(Records from a collection)
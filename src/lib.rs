//! Backend-agnostic data access over Postgres and `SQLite`.
//!
//! - [`StatementBuilder`] renders one SQL statement from chained calls.
//! - [`Database`] is the CRUD surface every backend implements.
//! - [`ConnectionPool`] bounds how many backend connections exist for one
//!   configuration and hands them out without blocking.
//! - [`DatabaseFactory`] chooses a direct connection or a pooled one based on
//!   [`ConnectionConfig::mode`].
//!
//! Logging goes through `tracing`; install a subscriber in the application to see it.

pub mod config;
pub mod database;
pub mod error;
pub mod factory;
pub mod pool;
pub mod prelude;
pub mod query_builder;
pub mod results;
pub mod types;

#[cfg(feature = "postgres")]
pub mod postgres;
#[cfg(feature = "sqlite")]
pub mod sqlite;

pub use config::{ConnectionConfig, ConnectionConfigBuilder};
pub use database::Database;
pub use error::SqlPoolError;
pub use factory::{DatabaseFactory, DatabaseHandle, connect_direct};
pub use pool::{ConnectionId, ConnectionPool, PoolStatus, PooledConnection};
pub use query_builder::{StatementBuilder, StatementKind, escape_literal};
pub use results::{NULL_SENTINEL, QueryOutcome, ResultSet};
pub use types::{ConnectionMode, DatabaseType};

▶ Problem statement:
Line by line, please copy the records above exactly.

▶ Task result:
filename src/lib.rs
//! Backend-agnostic data access over Postgres and `SQLite`.
//!
//! - [`StatementBuilder`] renders one SQL statement from chained calls.
//! - [`Database`] is the CRUD surface every backend implements.
//! - [`ConnectionPool`] bounds how many backend connections exist for one
//!   configuration and hands them out without blocking.
//! - [`DatabaseFactory`] chooses a direct connection or a pooled one based on
//!   [`ConnectionConfig::mode`].
//!
//! Logging goes through `tracing`; install a subscriber in the application to see it.

pub mod config;
pub mod database;
pub mod error;
pub mod factory;
pub mod pool;
pub mod prelude;
pub mod query_builder;
pub mod results;
pub mod types;

#[cfg(feature = "postgres")]
pub mod postgres;
#[cfg(feature = "sqlite")]
pub mod sqlite;

pub use config::{ConnectionConfig, ConnectionConfigBuilder};
pub use database::Database;
pub use error::SqlPoolError;
pub use factory::{DatabaseFactory, DatabaseHandle, connect_direct};
pub use pool::{ConnectionId, ConnectionPool, PoolStatus, PooledConnection};
pub use query_builder::{StatementBuilder, StatementKind, escape_literal};
pub use results::{NULL_SENTINEL, QueryOutcome, ResultSet};
pub use types::{ConnectionMode, DatabaseType};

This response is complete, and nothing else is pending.